Ginny Corbin came to the International House of Prayer in Kansas City (IHOPKC) to participate in the Fire in the Night internship, praying and worshiping from midnight to 6am for six months. It was during this time that the Lord gave her greater view of how He works through prayer and spoke to her about attending IHOPU.

“Part of the reason why I chose to do IHOPU in the first place was because the NightWatch students who were in IHOPU greatly affected me,” said Ginny, now in her junior year. “They just showed such a love and they really knew the Word of God and that’s what provoked me the most, was that I saw these students actually lived out the life of godliness we strived for.”

One of Ginny’s highlights while at IHOPU has been the supportive faculty.

“They really do want us to succeed and they do everything in their power to help equip us for whatever work God has called us to,” she said. There is an academic side to IHOPU, but what they stress more is you growing in your life in God.”

Instead of feeling as if she attends a music school that happens to have a prayer room, Ginny said that despite the challenging curriculum, it feels more like a prayer room that has a music school.

“They really stress growing in God and I think that’s one of the things that sets this school apart from others is the fact that they stress that so much,” she said. “They don’t want us to just learn the material they actually want us to live the material.”

Encounters with God are not just something IHOPU faculty desire for students, but what they personally pursue.

“It is our responsibility to personally make great effort to encounter God so that we may lead others to do the same,” Chuck said. “Faculty is there to help the young heart find God in a deeply meaningful way.
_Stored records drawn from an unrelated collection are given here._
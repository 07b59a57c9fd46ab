//! Command implementations.

pub mod check;
pub mod config;
pub mod generate;
pub mod history;
pub mod models;
pub mod practice;

pub use self::check::execute_check;
pub use self::config::execute_config;
pub use self::generate::execute_generate;
pub use self::history::execute_history;
pub use self::models::execute_models;
pub use self::practice::execute_practice;

use crate::config::Config;
use crate::error::Result;
use std::fs;
use std::time::Duration;
use switchlang_llm::GeminiProvider;
use switchlang_store::SqliteHistoryStore;
use switchlang_tutor::Tutor;
use tracing::debug;

/// Build the backend provider from configuration.
///
/// Fails when the API key environment variable is unset.
pub fn build_provider(config: &Config) -> Result<GeminiProvider> {
    let provider = GeminiProvider::new(config.api_key()?, config.llm.model.clone())?
        .with_endpoint(config.llm.endpoint.clone())
        .with_max_retries(config.llm.max_retries)
        .with_timeout(Duration::from_secs(config.llm.timeout_secs))?;
    debug!("Using model '{}' at {}", config.llm.model, config.llm.endpoint);
    Ok(provider)
}

/// Build a tutor backed by the configured provider.
pub fn build_tutor(config: &Config) -> Result<Tutor<GeminiProvider>> {
    Ok(Tutor::new(build_provider(config)?, config.tutor.clone()))
}

/// Open the history database, creating its directory if needed.
pub fn open_history(config: &Config) -> Result<SqliteHistoryStore> {
    let path = config.history_path()?;
    if let Some(parent) = path.parent() {
        if !parent.as_os_str().is_empty() {
            fs::create_dir_all(parent)?;
        }
    }
    debug!("Opening history database at {}", path.display());
    Ok(SqliteHistoryStore::new(&path)?)
}
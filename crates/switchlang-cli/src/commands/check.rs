//! Check command implementation.

use crate::cli::CheckArgs;
use crate::commands::{build_tutor, open_history};
use crate::config::Config;
use crate::error::Result;
use crate::output::Formatter;
use std::fmt::Display;
use switchlang_domain::traits::{HistoryStore, LlmProvider};
use switchlang_domain::EvaluationResult;
use switchlang_tutor::{PracticeSession, Tutor};

/// Execute the check command.
pub fn execute_check(args: CheckArgs, config: &Config, formatter: &Formatter) -> Result<()> {
    let tutor = build_tutor(config)?;
    let mut history = open_history(config)?;

    let result = check_with(&tutor, &mut history, args, config)?;
    println!("{}", formatter.format_evaluation(&result)?);

    Ok(())
}

/// Evaluate one answer through a single-item session so it lands in history.
pub fn check_with<L, H>(
    tutor: &Tutor<L>,
    history: &mut H,
    args: CheckArgs,
    config: &Config,
) -> Result<EvaluationResult>
where
    L: LlmProvider,
    L::Error: Display,
    H: HistoryStore,
    H::Error: Display,
{
    let source = args
        .source
        .unwrap_or_else(|| config.practice.source_language.clone());
    let target = args
        .target
        .unwrap_or_else(|| config.practice.target_language.clone());

    let mut session = PracticeSession::new(source, target, vec![args.source_text]);
    session.set_input(0, args.answer)?;
    Ok(session.check_item(0, tutor, history)?)
}
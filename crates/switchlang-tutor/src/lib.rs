//! SwitchLang Tutor
//!
//! The evaluation orchestration layer: builds prompts for the generative-text
//! backend, interprets its responses, batches evaluations into one call and
//! degrades gracefully when the backend misbehaves.
//!
//! # Architecture
//!
//! ```text
//! PracticeSession → Tutor → Prompt → LlmProvider → Parser → EvaluationResult
//!                                                          → HistoryStore
//! ```
//!
//! # Key Features
//!
//! - **Single-item evaluation**: one round trip, never fails
//! - **Batch evaluation**: N eligible items in one backend call, results mapped
//!   back onto item indices, partial success tolerated
//! - **Expression generation**: practice sentences per difficulty tier
//! - **Explicit session state**: `PracticeSession` is owned by the caller; the
//!   tutor itself is stateless
//!
//! # Example Usage
//!
//! ```
//! use switchlang_tutor::{PracticeSession, Tutor, TutorConfig};
//! use switchlang_llm::MockProvider;
//! use switchlang_store::InMemoryHistoryStore;
//!
//! let llm = MockProvider::new(
//!     r#"{"0": {"is_correct": true, "corrected": "Hello.", "better_expression": "Hi there!", "explanation": "Fine."}}"#,
//! );
//! let tutor = Tutor::new(llm, TutorConfig::default());
//! let mut history = InMemoryHistoryStore::new();
//!
//! let mut session = PracticeSession::new("Korean", "English", vec!["안녕하세요".to_string()]);
//! session.set_input(0, "Hello.").unwrap();
//!
//! let outcome = session.check_pending(&tutor, &mut history);
//! assert_eq!(outcome.applied, vec![0]);
//! assert!(session.items()[0].feedback.as_ref().unwrap().is_correct);
//! ```

#![warn(missing_docs)]

mod config;
mod error;
pub mod parser;
pub mod prompt;
mod session;
mod tutor;

#[cfg(test)]
mod tests;

pub use config::TutorConfig;
pub use error::{SessionError, TutorError};
pub use parser::{parse_batch_object, parse_evaluation_object, parse_line_list};
pub use prompt::{build_batch_evaluation_prompt, build_evaluation_prompt, build_expression_prompt};
pub use session::{BatchOutcome, PracticeSession, SessionProgress};
pub use tutor::Tutor;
What could be worse than having all the lyrics down correctly and all the melodies played perfectly without the Spirit of God permeating those very activities?”

While skills and knowledge are helpful and cultivated, that is not the only goal of each school, according to Metteer. Faculty and students learn together, worship together, and open their hearts before the Lord together in prayer.

Camaraderie is one of the many things Stevetta Dickerson gained while attending IHOPU. Even with a master’s degree and years of work experience, she attended FSM, and received “more understanding that the Bible wasn’t just a bunch of separate stories—that it was one story.”

“Even though no one had said it to me, hearing that it’s a historical book about one small group of people—that it really is history—and setting that history in the midst of church history and setting church history in the midst of world history gave so much context to me,” she said.

That is why she would not hesitate to encourage others to attend IHOPU.

“If you feel like the Lord has called you to go, then go,” Stevetta said. “The reason being that whatever difficulties, hardships, shifts, and changes in thinking and how you feel about your depth and knowledge of the Word, the Bible, and others who are going to be running with you, it’s all going to shift from the day you go in to the time you come out. Whether you go in for six months, a year, or four years, it’s all going to keep on shifting. I would say, for sure go.”

This month IHOPU is offering to waive the application fee for people who desire to pursue the presence of God, learn about Him through Scripture, and pray to Him in an environment that sees an ongoing conversation with God as essential to daily life. The deadline to apply and receive the application fee waiver—as well as being entered for a chance to win a $1,000 scholarship—is April 30.

Chuck Metteer said those who have a desire to pursue encounter with God and be trained in ministry are encouraged to apply.

“We at IHOPU are intent on flipping the order of importance in learning, beginning with prayer, hearing the heart of God, and quieting ourselves that we may see ourselves in Him more properly and respond when He whispers,” Chuck said.

“We hope we are offering faculty that not only have natural talents and well-honed minds, but hearts and souls that still hunger and crave the presence of Jesus Christ and the power of the Holy Spirit living in their lives day after day,” he said. “If you want to join us on that journey, please come—you’re welcome and we look forward to traveling with you.”